Action item:
Up to and including the line with "use starwarriors_core::components::*;", please set down the entries below exactly, starting from the first line.

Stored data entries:

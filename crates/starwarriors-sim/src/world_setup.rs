//! Entity spawn factories.
//!
//! The only place bodies are created. Each factory attaches the shared body
//! bundle (`Position`, `Velocity`, `Hitbox`, `Active`, `SpawnOrder`) plus the
//! role components for the player, an enemy tier or a projectile variant.

use std::f64::consts::FRAC_PI_2;

use hecs::{Entity, World};
use rand::Rng;

use starwarriors_core::components::*;
use starwarriors_core::config::CombatConfig;
use starwarriors_core::constants::*;
use starwarriors_core::enums::*;
use starwarriors_core::events::EffectEvent;
use starwarriors_core::types::{Bounds, Position, Velocity};
use starwarriors_enemy_ai::profiles;

/// Session state every factory needs.
pub struct SpawnContext<'a> {
    pub config: &'a CombatConfig,
    pub difficulty: Difficulty,
    pub game_mode: GameMode,
    /// Next `SpawnOrder` value.
    pub sequence: &'a mut u64,
    pub effects: &'a mut Vec<EffectEvent>,
}

impl SpawnContext<'_> {
    fn next_order(&mut self) -> SpawnOrder {
        let order = SpawnOrder(*self.sequence);
        *self.sequence += 1;
        order
    }

    pub fn sound(&mut self, cue: SoundCue) {
        self.effects.push(EffectEvent::Sound { cue });
    }

    pub fn explosion(&mut self, center: Position, large: bool) {
        self.effects.push(EffectEvent::Explosion { center, large });
        self.sound(SoundCue::Explosion);
    }
}

/// A request to create one projectile.
#[derive(Debug, Clone, Copy)]
pub struct Shot {
    pub kind: ProjectileKind,
    pub from_enemy: bool,
    /// Top-left corner of the new projectile.
    pub origin: Position,
    pub angle: f64,
    /// Overrides the weapon table speed (boss guns, fan shots).
    pub speed: Option<f64>,
    pub target: Option<Entity>,
}

impl Shot {
    pub fn bullet(origin: Position, angle: f64, from_enemy: bool) -> Self {
        Self {
            kind: ProjectileKind::Bullet,
            from_enemy,
            origin,
            angle,
            speed: None,
            target: None,
        }
    }

    /// Homing rockets always launch with heading 0 and steer from there.
    pub fn homing_rocket(origin: Position, target: Entity, from_enemy: bool) -> Self {
        Self {
            kind: ProjectileKind::HomingRocket,
            from_enemy,
            origin,
            angle: 0.0,
            speed: None,
            target: Some(target),
        }
    }

    pub fn homing_bomb(origin: Position, angle: f64, target: Entity, from_enemy: bool) -> Self {
        Self {
            kind: ProjectileKind::HomingBomb,
            from_enemy,
            origin,
            angle,
            speed: None,
            target: Some(target),
        }
    }

    /// Gravity bombs are always enemy-owned and start falling straight down.
    pub fn gravity_bomb(origin: Position) -> Self {
        Self {
            kind: ProjectileKind::GravityBomb,
            from_enemy: true,
            origin,
            angle: FRAC_PI_2,
            speed: None,
            target: None,
        }
    }

    pub fn decoy(origin: Position, angle: f64) -> Self {
        Self {
            kind: ProjectileKind::Decoy,
            from_enemy: false,
            origin,
            angle,
            speed: None,
            target: None,
        }
    }

    pub fn with_speed(mut self, speed: f64) -> Self {
        self.speed = Some(speed);
        self
    }
}

/// Spawn the player ship at the bottom-center of `bounds`.
pub fn spawn_player(world: &mut World, ctx: &mut SpawnContext<'_>, class: ShipClass, bounds: &Bounds) -> Entity {
    let stats = *ctx.config.ships.get(class);
    let derek = ctx.game_mode == GameMode::Derek;

    let max_health = if derek { DEREK_HEALTH } else { stats.health };
    let max_shields = if derek { 0 } else { stats.shields };
    let order = ctx.next_order();

    world.spawn((
        PlayerShip {
            class,
            game_mode: ctx.game_mode,
            speed: stats.speed,
            rotation: PLAYER_INITIAL_ROTATION,
        },
        Hull {
            health: max_health,
            max_health,
            shields: max_shields,
            max_shields,
            shield_timer: 0,
            last_repair_ms: 0.0,
        },
        Armament {
            cooldown: 0,
            base_cooldown: stats.shoot_cooldown,
            ammo: stats.ammo,
            max_ammo: stats.ammo,
            overheated: false,
            recharge_timer: 0,
        },
        SecondaryPool {
            weapon: stats.secondary,
            charges: stats.secondary_charges,
            max_charges: stats.secondary_charges,
            cooldown: 0,
            base_cooldown: stats.secondary_cooldown,
            recharge_timer: 0,
            recharge_ticks: stats.secondary_recharge,
            targeting: TargetingMode::default(),
        },
        DecoyPool {
            available: stats.decoys,
            max: stats.decoys,
            cooldown: 0,
            slot_timers: vec![0; stats.decoys as usize],
        },
        Position::new(bounds.width / 2.0, bounds.height - PLAYER_SPAWN_BOTTOM_OFFSET),
        Velocity::default(),
        Hitbox {
            width: stats.width,
            height: stats.height,
        },
        Active(true),
        order,
    ))
}

/// Spawn one enemy of `kind` with its top-left corner at `(x, y)`.
pub fn spawn_enemy(
    world: &mut World,
    ctx: &mut SpawnContext<'_>,
    rng: &mut impl Rng,
    kind: EnemyKind,
    x: f64,
    y: f64,
) -> Entity {
    let profile = profiles::get_profile(ctx.config, kind, ctx.difficulty);
    let state = profiles::roll_enemy(&profile, rng);
    let order = ctx.next_order();

    let entity = world.spawn((
        state,
        Position::new(x, y),
        Velocity::default(),
        Hitbox {
            width: profile.width,
            height: profile.height,
        },
        Active(true),
        order,
    ));

    if let Some(timer) = profiles::roll_bomb_cooldown(&profile, rng) {
        let _ = world.insert_one(entity, BombBay { timer });
    }
    if kind == EnemyKind::Boss {
        let _ = world.insert_one(entity, profiles::boss_state(ctx.config, ctx.difficulty));
    }

    entity
}

/// Spawn one projectile. Homing launches emit the rocket-launch cue.
pub fn spawn_projectile(world: &mut World, ctx: &mut SpawnContext<'_>, shot: &Shot) -> Entity {
    let weapons = &ctx.config.weapons;
    let stats = match shot.kind {
        ProjectileKind::Bullet => weapons.bullet,
        ProjectileKind::GravityBomb => weapons.gravity_bomb,
        ProjectileKind::HomingRocket => weapons.homing_rocket,
        ProjectileKind::HomingBomb => weapons.homing_bomb,
        ProjectileKind::Decoy => weapons.decoy,
    };

    let damage = if shot.kind == ProjectileKind::Bullet && !shot.from_enemy && ctx.game_mode == GameMode::Derek {
        DEREK_BULLET_DAMAGE
    } else {
        stats.damage
    };
    let speed = shot.speed.unwrap_or(stats.speed);
    let is_homing = shot.kind.is_homing();

    if is_homing {
        ctx.sound(SoundCue::RocketLaunch);
    }
    let order = ctx.next_order();

    world.spawn((
        ProjectileState {
            kind: shot.kind,
            from_enemy: shot.from_enemy,
            angle: shot.angle,
            speed,
            damage,
            target: if is_homing { shot.target } else { None },
            turn_rate: stats.turn_rate,
            life: stats.lifetime,
            gravity: stats.gravity,
        },
        shot.origin,
        Velocity::from_heading(shot.angle, speed),
        Hitbox {
            width: stats.width,
            height: stats.height,
        },
        Active(true),
        order,
    ))
}
//! Enemy AI for STAR WARRIORS.
//!
//! Implements per-tier enemy profiles, patrol and heading behavior,
//! projectile dodging and the boss attack-phase state machine.

pub mod behavior;
pub mod fsm;
pub mod profiles;

pub use starwarriors_core as core;
#[test]
fn test_enemy_shield_absorbs_hit() {
    let mut engine = quiet(ShipClass::Interceptor, GameMode::Normal);
    let enemy = engine.spawn_enemy(EnemyKind::Interceptor, 100.0, 300.0);
    engine.spawn_shot(Shot::bullet(Position::new(110.5, 325.0), -FRAC_PI_2, false));

    let report = idle(&mut engine, 1).remove(0);
    assert_eq!(report.collision.score_delta, 0);
    let state = (*engine.world().get::<&EnemyState>(enemy).unwrap()).clone();
    assert_eq!(state.shields, 0);
    assert_eq!(state.health, 2);
}

#[test]
fn test_derek_mode_one_hit_kill() {
    let mut engine = quiet(ShipClass::Interceptor, GameMode::Derek);
    let view = engine.player_view().unwrap();
    assert_eq!(view.max_health, 7);
    assert_eq!(view.max_shields, 0);

    let enemy = engine.spawn_enemy(EnemyKind::Interceptor, 100.0, 300.0);
    engine.spawn_shot(Shot::bullet(Position::new(110.5, 325.0), -FRAC_PI_2, false));

    let report = idle(&mut engine, 1).remove(0);
    assert_eq!(report.collision.score_delta, 100);
    assert!(report
        .effects
        .iter()
        .any(|e| matches!(e, EffectEvent::Explosion { large: false, .. })));
    assert!(!engine.world().get::<&Active>(enemy).unwrap().0);

    idle(&mut engine, 1);
    assert!(!engine.world().contains(enemy), "Destroyed enemy is swept on the next pass");
}

#[test]
fn test_boss_phase_updates_on_damage() {
    let stats = boss_stats();
    let mut engine = started(ShipClass::Interceptor, GameMode::Normal, stats);
    let boss = boss_entity(&engine);
    place(&mut engine, boss, 360.0, 200.0);
    engine.world_mut().get::<&mut EnemyState>(boss).unwrap().health = 121;
    engine.spawn_shot(Shot::bullet(Position::new(398.0, 260.0), -FRAC_PI_2, false));

    idle(&mut engine, 1);
    let world = engine.world();
    assert_eq!(world.get::<&EnemyState>(boss).unwrap().health, 120);
    assert_eq!(world.get::<&BossState>(boss).unwrap().phase, BossPhase::Damaged);
    assert!((world.get::<&EnemyState>(boss).unwrap().speed - 1.2).abs() < 1e-12);
}

// ---- Waves ----

#[test]
fn test_wave_completion_delay_and_countdown() {
    let stats = CombatConfig {
        waves: vec![
            WaveDef {
                groups: Vec::new(),
                is_boss: false,
            },
            WaveDef {
                groups: vec![WaveGroup::new(EnemyKind::Light, 1)],
                is_boss: false,
            },
        ],
        ..CombatConfig::default()
    };
    let mut engine = started(ShipClass::Interceptor, GameMode::Normal, stats);

    let report = idle(&mut engine, 1).remove(0);
    assert!(report.wave.is_complete);
    assert_eq!(report.wave.countdown, 3);
    assert_eq!(report.wave.wave_number, 1);

    let reports = idle(&mut engine, 178);
    let last = reports.last().unwrap();
    assert_eq!(last.wave.wave_number, 1, "Completion must not restart the delay");
    assert!(last.wave.is_complete);
    // Countdown steps at 1024 ms and 2032 ms of sim clock.
    assert_eq!(last.wave.countdown, 1);

    let report = idle(&mut engine, 1).remove(0);
    assert_eq!(report.wave.wave_number, 2);
    assert!(!report.wave.is_complete);
    assert_eq!(report.wave.total_waves, 2);
    let enemies = engine.world().query::<&EnemyState>().iter().count();
    assert_eq!(enemies, 1);
}

#[test]
fn test_campaign_end_clamps_wave_index() {
    let mut engine = quiet(ShipClass::Interceptor, GameMode::Normal);
    assert!(!engine.is_campaign_complete());

    idle(&mut engine, 400);
    let info = engine.wave_info();
    assert_eq!(info.wave_number, 1);
    assert_eq!(info.total_waves, 1);
    assert!(engine.is_campaign_complete());
    assert!(!engine.is_boss_defeated());
}

#[test]
fn test_boss_defeat_requires_kill() {
    let stats = boss_stats();
    let mut engine = started(ShipClass::Interceptor, GameMode::Normal, stats);
    assert!(engine.wave_info().is_boss);
    let boss = boss_entity(&engine);
    engine.world_mut().despawn(boss).unwrap();

    let reports = idle(&mut engine, 200);
    assert!(reports.iter().all(|r| !r.victory));
    assert!(!engine.is_boss_defeated(), "A boss that vanished was not defeated");
    assert!(engine.is_campaign_complete());
}

#[test]
fn test_boss_kill_reports_victory_once() {
    let stats = boss_stats();
    let mut engine = started(ShipClass::Interceptor, GameMode::Derek, stats);
    let boss = boss_entity(&engine);
    place(&mut engine, boss, 360.0, 200.0);
    engine.spawn_shot(Shot::bullet(Position::new(398.0, 260.0), -FRAC_PI_2, false));

    let first = idle(&mut engine, 1).remove(0);
    assert_eq!(first.collision.score_delta, 100);

    let reports = idle(&mut engine, 3);
    let wins: Vec<_> = reports.iter().filter(|r| r.victory_bonus > 0).collect();
    assert_eq!(wins.len(), 1, "Victory bonus is reported exactly once");
    assert_eq!(wins[0].victory_bonus, 10_000);
    assert!(engine.is_boss_defeated());
    assert!(reports.last().unwrap().victory);
}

Answer section:
filename crates/starwarriors-sim/src/world_setup.rs
//! Entity spawn factories.
//!
//! The only place bodies are created. Each factory attaches the shared body
//! bundle (`Position`, `Velocity`, `Hitbox`, `Active`, `SpawnOrder`) plus the
//! role components for the player, an enemy tier or a projectile variant.

use std::f64::consts::FRAC_PI_2;

use hecs::{Entity, World};
use rand::Rng;

use starwarriors_core::components::*;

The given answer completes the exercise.